== Material supplied ==

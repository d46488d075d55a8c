//! Search diagnostics: per-note similarity and probe queries.

use serde::Serialize;
use uuid::Uuid;

use gnotes_core::{cosine_similarity, MatchQuery, Result};

use crate::semantic::{require_embedding, SemanticSearch};

/// Queries used when no probes are given.
pub const DEFAULT_PROBES: [&str; 4] = [
    "getting started",
    "artificial intelligence features",
    "organizing notes with tags",
    "usage statistics and charts",
];

/// Similarity between a query and one note.
#[derive(Debug, Clone, Serialize)]
pub struct SimilarityReport {
    pub note_id: Uuid,
    pub title: String,
    pub normalized_query: String,
    pub similarity: f64,
    /// Cosine distance, `1 - similarity`.
    pub distance: f64,
}

/// One hit of a probe query.
#[derive(Debug, Clone, Serialize)]
pub struct ProbeHit {
    pub note_id: Uuid,
    pub title: String,
    pub similarity: f64,
}

/// Results of one probe query.
#[derive(Debug, Clone, Serialize)]
pub struct ProbeReport {
    pub query: String,
    pub normalized_query: String,
    pub results: Vec<ProbeHit>,
}

impl SemanticSearch {
    /// How close `note_id` is to `query`.
    pub async fn debug_similarity(&self, query: &str, note_id: Uuid) -> Result<SimilarityReport> {
        let note = self.store().get(note_id).await?;
        let stored = require_embedding(&note)?;
        let (normalized_query, embedding) = self.embed_query(query).await?;

        let similarity = cosine_similarity(embedding.as_slice(), stored.as_slice());
        Ok(SimilarityReport {
            note_id,
            title: note.title,
            normalized_query,
            similarity,
            distance: 1.0 - similarity,
        })
    }

    /// Run each probe at the fallback threshold and report the hits.
    ///
    /// An empty `probes` list runs [`DEFAULT_PROBES`].
    pub async fn analyze_quality(&self, probes: &[String]) -> Result<Vec<ProbeReport>> {
        let probes: Vec<String> = if probes.is_empty() {
            DEFAULT_PROBES.iter().map(|p| p.to_string()).collect()
        } else {
            probes.to_vec()
        };

        let mut reports = Vec::with_capacity(probes.len());
        for query in probes {
            let (normalized_query, embedding) = self.embed_query(&query).await?;
            let hits = self
                .store()
                .match_notes(MatchQuery {
                    embedding,
                    threshold: self.config().fallback_threshold,
                    limit: self.config().limit,
                    exclude_id: None,
                })
                .await?;
            reports.push(ProbeReport {
                query,
                normalized_query,
                results: hits
                    .into_iter()
                    .map(|h| ProbeHit {
                        note_id: h.note.id,
                        title: h.note.title,
                        similarity: h.similarity,
                    })
                    .collect(),
            });
        }
        Ok(reports)
    }
}
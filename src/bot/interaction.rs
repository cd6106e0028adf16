use serde::Serialize;

use super::signals::InteractionData;

#[derive(Debug, Clone, Copy, PartialEq, Eq, Serialize)]
#[serde(rename_all = "lowercase")]
pub enum InteractionQuality {
    High,
    Medium,
    Low,
    Suspicious,
}

impl InteractionQuality {
    pub fn from_score(score: u32) -> Self {
        match score {
            80.. => InteractionQuality::High,
            50..=79 => InteractionQuality::Medium,
            20..=49 => InteractionQuality::Low,
            _ => InteractionQuality::Suspicious,
        }
    }
}

#[derive(Debug, Clone, Copy, PartialEq, Eq, Serialize)]
pub struct InteractionReport {
    pub quality: InteractionQuality,
    pub score: u32,
}

// (exclusive lower bound, points); highest tier listed first
const MOUSE_TIERS: &[(u32, u32)] = &[(50, 25), (20, 15), (5, 5)];
const CLICK_TIERS: &[(u32, u32)] = &[(10, 20), (5, 10)];
const SCROLL_TIERS: &[(u32, u32)] = &[(10, 20), (3, 10)];
const KEY_TIERS: &[(u32, u32)] = &[(20, 20), (5, 10)];

fn tier_points(value: u32, tiers: &[(u32, u32)]) -> u32 {
    tiers
        .iter()
        .find(|(above, _)| value > *above)
        .map(|(_, points)| *points)
        .unwrap_or(0)
}

fn session_points(duration_ms: u64) -> u32 {
    let secs = duration_ms as f64 / 1000.0;
    if secs > 10.0 && secs < 3600.0 {
        15
    } else if secs > 5.0 {
        5
    } else {
        0
    }
}

/// Grades how human a session's interaction counters look, 0-100.
pub fn analyze_interaction_quality(data: &InteractionData) -> InteractionReport {
    let score = tier_points(data.mouse_movements, MOUSE_TIERS)
        + tier_points(data.clicks, CLICK_TIERS)
        + tier_points(data.scroll_events, SCROLL_TIERS)
        + tier_points(data.key_presses, KEY_TIERS)
        + session_points(data.session_duration);
    let score = score.min(100);

    InteractionReport {
        quality: InteractionQuality::from_score(score),
        score,
    }
}
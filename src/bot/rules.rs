use serde::Serialize;

use super::signals::BotSignalBundle;

pub const DEFAULT_BOT_THRESHOLD: u32 = 50;

const BOT_UA_PATTERNS: &[&str] = &["bot", "crawler", "spider", "scraper"];

/// One additive heuristic: if `evaluate` yields any reasons, `points` are
/// added once and every reason is reported.
#[derive(Debug, Clone, Copy)]
pub struct SignalRule {
    pub name: &'static str,
    pub points: u32,
    pub evaluate: fn(&BotSignalBundle) -> Vec<&'static str>,
}

impl SignalRule {
    pub fn apply(&self, bundle: &BotSignalBundle) -> Option<(u32, Vec<&'static str>)> {
        let reasons = (self.evaluate)(bundle);
        if reasons.is_empty() {
            None
        } else {
            Some((self.points, reasons))
        }
    }
}

fn automation_markers(b: &BotSignalBundle) -> Vec<&'static str> {
    let mut markers = b.environment.automation_markers.clone();
    markers.sort();
    markers.dedup();
    markers.iter().map(|m| m.reason()).collect()
}

fn automation_tools(b: &BotSignalBundle) -> Vec<&'static str> {
    let mut tools = b.environment.automation_tools.clone();
    tools.sort();
    tools.dedup();
    tools.iter().map(|t| t.reason()).collect()
}

fn bot_user_agent(b: &BotSignalBundle) -> Vec<&'static str> {
    let ua = b.environment.user_agent.to_ascii_lowercase();
    if BOT_UA_PATTERNS.iter().any(|p| ua.contains(p)) {
        vec!["Bot detected in user agent"]
    } else {
        Vec::new()
    }
}

fn chrome_without_runtime(b: &BotSignalBundle) -> Vec<&'static str> {
    let env = &b.environment;
    if env.user_agent.contains("Chrome") && !env.has_chrome_runtime {
        vec!["Chrome user agent without chrome runtime"]
    } else {
        Vec::new()
    }
}

fn no_languages(b: &BotSignalBundle) -> Vec<&'static str> {
    if b.environment.language_count == 0 {
        vec!["No browser languages declared"]
    } else {
        Vec::new()
    }
}

fn focus_visibility_mismatch(b: &BotSignalBundle) -> Vec<&'static str> {
    if b.environment.document_hidden && b.environment.has_focus {
        vec!["Page hidden while reporting focus"]
    } else {
        Vec::new()
    }
}

pub fn default_rules() -> Vec<SignalRule> {
    vec![
        SignalRule {
            name: "automation_markers",
            points: 40,
            evaluate: automation_markers,
        },
        SignalRule {
            name: "automation_tools",
            points: 40,
            evaluate: automation_tools,
        },
        SignalRule {
            name: "bot_user_agent",
            points: 10,
            evaluate: bot_user_agent,
        },
        SignalRule {
            name: "chrome_without_runtime",
            points: 5,
            evaluate: chrome_without_runtime,
        },
        SignalRule {
            name: "no_languages",
            points: 5,
            evaluate: no_languages,
        },
        SignalRule {
            name: "focus_visibility_mismatch",
            points: 5,
            evaluate: focus_visibility_mismatch,
        },
    ]
}

#[derive(Debug, Clone, PartialEq, Eq, Serialize)]
#[serde(rename_all = "camelCase")]
pub struct BotDetectionResult {
    pub is_bot: bool,
    pub confidence: u32,
    pub reasons: Vec<String>,
    pub score: u32,
}

impl BotDetectionResult {
    pub fn from_score(score: u32, reasons: Vec<String>, threshold: u32) -> Self {
        let confidence = score.min(100);
        Self {
            is_bot: confidence >= threshold,
            confidence,
            reasons,
            score,
        }
    }
}

/// Ordered rule list plus the bot cut-off. Reasons come out in rule order.
#[derive(Debug, Clone)]
pub struct BotScorer {
    rules: Vec<SignalRule>,
    threshold: u32,
}

impl Default for BotScorer {
    fn default() -> Self {
        Self::new(default_rules(), DEFAULT_BOT_THRESHOLD)
    }
}

impl BotScorer {
    pub fn new(rules: Vec<SignalRule>, threshold: u32) -> Self {
        Self { rules, threshold }
    }

    pub fn with_threshold(threshold: u32) -> Self {
        Self::new(default_rules(), threshold)
    }

    pub fn threshold(&self) -> u32 {
        self.threshold
    }

    pub fn rules(&self) -> &[SignalRule] {
        &self.rules
    }

    pub fn score(&self, bundle: &BotSignalBundle) -> BotDetectionResult {
        let mut score = 0u32;
        let mut reasons = Vec::new();
        for rule in &self.rules {
            if let Some((points, found)) = rule.apply(bundle) {
                score = score.saturating_add(points);
                reasons.extend(found.into_iter().map(String::from));
            }
        }
        BotDetectionResult::from_score(score, reasons, self.threshold)
    }
}

pub fn score_signals(bundle: &BotSignalBundle) -> BotDetectionResult {
    BotScorer::default().score(bundle)
}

== Problem to work on ==
When every line of the listing has been checked for the string "secs", give only the number of lines that contain it.

== Result below ==
3